© JUNGE FREIHEIT Verlag GmbH & Co.  www.jungefreiheit.de  47/12 16. November 2012

Dagobert Duck. Der beliebte Comic-Enterich und vorbildliche Konservative wird 65.
Duck statt Draghi
Ronald Berthold

Er bekäme wohl einen seiner gefürchteten Wutausbrüche: Am Hungertuch müsse er demnächst nagen oder am Bettelstab gehen! So würde Dagobert Duck toben, wenn er von der Euro-Rettungspolitik hörte. Aber in Entenhausen, wo der reichste Erpel der Welt wohnt, bezahlt man Gott sei Dank noch mit Talern.

Und davon hat der „Fantastilliardär“ mehr als genug. Seit genau 65 Jahren nimmt Onkel Dagobert sein tägliches Bad im Geldspeicher und hält die Kreuzer und Taler zusammen, während sein Neffe Donald mit Moneten um sich wirft, die er nicht hat. Das bringt Dagobert zur Weißglut, denn meistens pumpt der liebenswürdige Tolpatsch dann seinen Onkel an. Der aber will nichts geben, weil jeder „seines Glückes Schmied ist“, wie Dagobert so schön sagt. Allerdings, irgendwann läßt er sich meist erweichen. Denn bei allem Geiz trägt er das Herz am rechten Fleck. Doch zu verschenken hat die Ente mit Zwicker, rotem Gehrock, Zylinder und blauen Gamaschen freilich nichts: Donald muß die Schulden stets abarbeiten. Da nutzt alles Gezeter des Neffen nichts.

Von nichts kommt eben nichts, so könnte die Moral der Walt-Disney-Figur lauten. Denn trotz allen Reichtums frönt Dagobert einem entbehrungsreichen Dasein. Trocken Brot, hartgekochte Eier und Leitungswasser sind seine Lieblingsspeisen – die Teebeutel benutzt er gern mehrfach. Und Schirme – meist ein wenig lädiert – schützen ihn noch vor Regen, nicht vor Staatspleiten.

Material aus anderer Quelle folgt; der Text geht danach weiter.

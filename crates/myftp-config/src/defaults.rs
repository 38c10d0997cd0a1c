use std::num::NonZeroUsize;
use std::thread;

/// Default bind host. `::` accepts IPv4 and IPv6 clients on a dual-stack socket.
pub const DEFAULT_HOST: &str = "::";

/// Default port for the command listener.
pub const DEFAULT_PORT: u16 = 8080;

/// Default port for the cancellation side-channel.
pub const DEFAULT_CANCEL_PORT: u16 = 8081;

/// Default directory served to clients.
pub const DEFAULT_ROOT: &str = ".";

/// Default log filter expression used by the binaries.
pub const DEFAULT_LOG_FILTER: &str = "info";

/// Default log filter expression used by the binaries.
#[must_use]
pub fn default_log_filter() -> &'static str {
    DEFAULT_LOG_FILTER
}

/// Default logging format for the binaries.
#[must_use]
pub fn default_log_format() -> crate::logging::LogFormat {
    crate::logging::LogFormat::Compact
}

/// Worker count used when none is configured: host-visible parallelism,
/// never less than one.
#[must_use]
pub fn default_worker_count() -> NonZeroUsize {
    thread::available_parallelism().unwrap_or(NonZeroUsize::MIN)
}
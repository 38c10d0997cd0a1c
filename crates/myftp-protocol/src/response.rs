//! Response line model.
//!
//! Most commands answer with `STATUS: message\n`. Commands whose result is
//! the message itself (`pwd`, `ls`) answer with the bare text.

use std::fmt;

/// Status prefix of a framed response line.
#[derive(Debug, Clone, Copy, PartialEq, Eq)]
pub enum Status {
    /// The command completed.
    Success,
    /// The command failed; the message explains why.
    Error,
}

impl Status {
    /// Returns the wire spelling of the status.
    #[must_use]
    pub const fn as_str(self) -> &'static str {
        match self {
            Self::Success => "SUCCESS",
            Self::Error => "ERROR",
        }
    }
}

/// One response line, without its trailing newline.
#[derive(Debug, Clone, PartialEq, Eq)]
pub enum Response {
    /// A `STATUS: message` line.
    Framed {
        /// Outcome of the command.
        status: Status,
        /// Human readable message.
        message: String,
    },
    /// Raw command output such as a directory listing.
    Bare(String),
}

impl Response {
    /// Builds a `SUCCESS` response.
    pub fn success(message: impl Into<String>) -> Self {
        Self::Framed {
            status: Status::Success,
            message: message.into(),
        }
    }

    /// Builds an `ERROR` response.
    pub fn error(message: impl Into<String>) -> Self {
        Self::Framed {
            status: Status::Error,
            message: message.into(),
        }
    }

    /// Builds a bare response.
    pub fn bare(message: impl Into<String>) -> Self {
        Self::Bare(message.into())
    }

    /// Parses a received line, tolerating a trailing `\n` or `\r\n`.
    #[must_use]
    pub fn parse(line: &str) -> Self {
        let line = line.trim_end_matches(['\r', '\n']);
        for status in [Status::Success, Status::Error] {
            if let Some(rest) = line
                .strip_prefix(status.as_str())
                .and_then(|rest| rest.strip_prefix(':'))
            {
                return Self::Framed {
                    status,
                    message: rest.trim_start().to_owned(),
                };
            }
        }
        Self::Bare(line.to_owned())
    }

    /// Returns `true` for `SUCCESS` lines.
    #[must_use]
    pub fn is_success(&self) -> bool {
        matches!(
            self,
            Self::Framed {
                status: Status::Success,
                ..
            }
        )
    }

    /// Returns the message body without the status prefix.
    #[must_use]
    pub fn message(&self) -> &str {
        match self {
            Self::Framed { message, .. } => message,
            Self::Bare(message) => message,
        }
    }

    /// Renders the line as sent on the wire, including the newline.
    #[must_use]
    pub fn to_line(&self) -> String {
        format!("{self}\n")
    }
}

impl fmt::Display for Response {
    fn fmt(&self, formatter: &mut fmt::Formatter<'_>) -> fmt::Result {
        match self {
            Self::Framed { status, message } => write!(formatter, "{}: {message}", status.as_str()),
            Self::Bare(message) => formatter.write_str(message),
        }
    }
}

Ach, was wäre es schön, hätten Europas Politiker nur ein klitzekleines Bißchen von Dagoberts Einstellung zum Geld verinnerlicht. Im real existierenden Schuldenklub gibt es jedoch viele, zu viele Donalds und keinen einzigen Dagobert. Und so müssen die europäischen Donalds für die großzügigen Zuwendungen ihrer reichen Onkels aus Deutschland auch keine Taler beziehungsweise Euro schrubben und putzen. Ducks Prinzip „Leistung erfordert Gegenleistung“ täte dieser EU gut. Aber wahrscheinlich liest dort niemand Micky Maus.

Onkel Dagobert würde es auch keinesfalls zulassen, sein Gold im Ausland zu deponieren und dann jahrzehntelang nicht mehr nachzuschauen, ob die Barren überhaupt noch da sind. Dafür ist der gefiederte Geizkragen, der im Dezember 1947 vom legendären Disney-Zeichner Carl Barks erschaffen wurde, viel zu mißtrauisch. Sein Neffe kann davon ein Lied singen. Aber vielleicht tut man dem guten Donald sogar ein wenig unrecht, wenn man ihn mit den Schuldenmajoren auf den Regierungsbänken vergleicht. Vielmehr scheinen dort die gefürchteten Panzerknacker Platz genommen zu haben. Aber auch hier ist leider nichts wie im richtigen Leben. Im Comic siegt am Ende einer jeden Episode das Gute. Und so kann der einflußreiche Enterich sein Vermögen stets gegen die Panzerknacker verteidigen. Schade, daß wir nicht in Entenhausen leben.